Reproduce the top of the data verbatim, through and including the line that contains "Ok(Provision::with_teardown(LifespanMarker, move |_, exit|".

[Records from a dataset]
+-------+
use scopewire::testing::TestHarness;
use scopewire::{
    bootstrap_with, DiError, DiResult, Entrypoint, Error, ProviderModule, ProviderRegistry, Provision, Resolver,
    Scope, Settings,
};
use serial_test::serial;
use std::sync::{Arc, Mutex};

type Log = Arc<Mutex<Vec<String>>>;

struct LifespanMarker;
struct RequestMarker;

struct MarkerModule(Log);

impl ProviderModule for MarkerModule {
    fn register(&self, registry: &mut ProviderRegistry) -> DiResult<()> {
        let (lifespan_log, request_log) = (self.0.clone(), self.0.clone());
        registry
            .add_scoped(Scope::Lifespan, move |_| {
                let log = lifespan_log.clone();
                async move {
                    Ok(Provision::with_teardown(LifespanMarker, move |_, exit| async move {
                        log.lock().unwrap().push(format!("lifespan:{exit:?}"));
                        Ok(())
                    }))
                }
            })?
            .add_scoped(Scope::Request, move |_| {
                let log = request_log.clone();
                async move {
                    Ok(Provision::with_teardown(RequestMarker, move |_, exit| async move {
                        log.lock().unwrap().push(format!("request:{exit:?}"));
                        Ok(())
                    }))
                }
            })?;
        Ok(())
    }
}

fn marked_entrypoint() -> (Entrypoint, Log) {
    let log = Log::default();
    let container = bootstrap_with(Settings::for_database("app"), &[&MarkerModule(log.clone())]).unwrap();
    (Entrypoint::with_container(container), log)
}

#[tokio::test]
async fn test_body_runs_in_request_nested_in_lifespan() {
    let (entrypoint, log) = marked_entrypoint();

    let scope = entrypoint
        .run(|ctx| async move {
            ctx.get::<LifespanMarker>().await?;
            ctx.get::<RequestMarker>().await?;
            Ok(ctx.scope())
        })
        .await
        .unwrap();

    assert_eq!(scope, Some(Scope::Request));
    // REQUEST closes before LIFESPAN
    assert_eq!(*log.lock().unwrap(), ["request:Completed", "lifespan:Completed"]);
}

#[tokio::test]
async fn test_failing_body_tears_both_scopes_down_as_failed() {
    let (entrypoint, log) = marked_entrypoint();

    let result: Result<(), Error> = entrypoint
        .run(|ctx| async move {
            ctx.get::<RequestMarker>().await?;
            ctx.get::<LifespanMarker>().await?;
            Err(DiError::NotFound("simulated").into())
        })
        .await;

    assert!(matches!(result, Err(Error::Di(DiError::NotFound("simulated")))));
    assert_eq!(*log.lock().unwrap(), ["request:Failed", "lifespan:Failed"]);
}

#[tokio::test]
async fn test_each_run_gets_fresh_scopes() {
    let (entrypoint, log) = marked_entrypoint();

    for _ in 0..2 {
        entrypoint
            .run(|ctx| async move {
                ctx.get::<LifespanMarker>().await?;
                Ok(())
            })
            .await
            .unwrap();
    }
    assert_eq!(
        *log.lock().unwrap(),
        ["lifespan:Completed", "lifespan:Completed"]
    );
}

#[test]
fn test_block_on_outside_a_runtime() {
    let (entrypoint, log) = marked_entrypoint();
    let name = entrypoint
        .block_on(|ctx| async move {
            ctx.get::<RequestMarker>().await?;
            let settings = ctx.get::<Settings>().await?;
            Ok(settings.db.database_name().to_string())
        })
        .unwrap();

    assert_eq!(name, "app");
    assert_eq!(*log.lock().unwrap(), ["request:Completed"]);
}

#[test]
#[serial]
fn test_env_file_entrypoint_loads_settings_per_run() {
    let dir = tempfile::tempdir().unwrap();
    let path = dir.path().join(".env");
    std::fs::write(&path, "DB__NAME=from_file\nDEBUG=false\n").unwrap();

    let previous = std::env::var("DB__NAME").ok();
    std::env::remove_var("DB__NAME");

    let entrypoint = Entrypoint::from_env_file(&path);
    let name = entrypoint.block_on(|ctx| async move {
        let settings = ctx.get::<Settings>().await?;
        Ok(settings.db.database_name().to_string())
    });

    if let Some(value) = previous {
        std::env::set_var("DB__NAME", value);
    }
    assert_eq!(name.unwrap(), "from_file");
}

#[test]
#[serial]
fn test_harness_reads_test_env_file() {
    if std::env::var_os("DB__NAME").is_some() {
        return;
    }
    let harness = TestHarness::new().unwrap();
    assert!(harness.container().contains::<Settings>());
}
+-------+
▶ **Your response**
use scopewire::testing::TestHarness;
use scopewire::{
    bootstrap_with, DiError, DiResult, Entrypoint, Error, ProviderModule, ProviderRegistry, Provision, Resolver,
    Scope, Settings,
};
use serial_test::serial;
use std::sync::{Arc, Mutex};

type Log = Arc<Mutex<Vec<String>>>;

struct LifespanMarker;
struct RequestMarker;

struct MarkerModule(Log);

impl ProviderModule for MarkerModule {
    fn register(&self, registry: &mut ProviderRegistry) -> DiResult<()> {
        let (lifespan_log, request_log) = (self.0.clone(), self.0.clone());
        registry
            .add_scoped(Scope::Lifespan, move |_| {
                let log = lifespan_log.clone();
                async move {
                    Ok(Provision::with_teardown(LifespanMarker, move |_, exit| async move {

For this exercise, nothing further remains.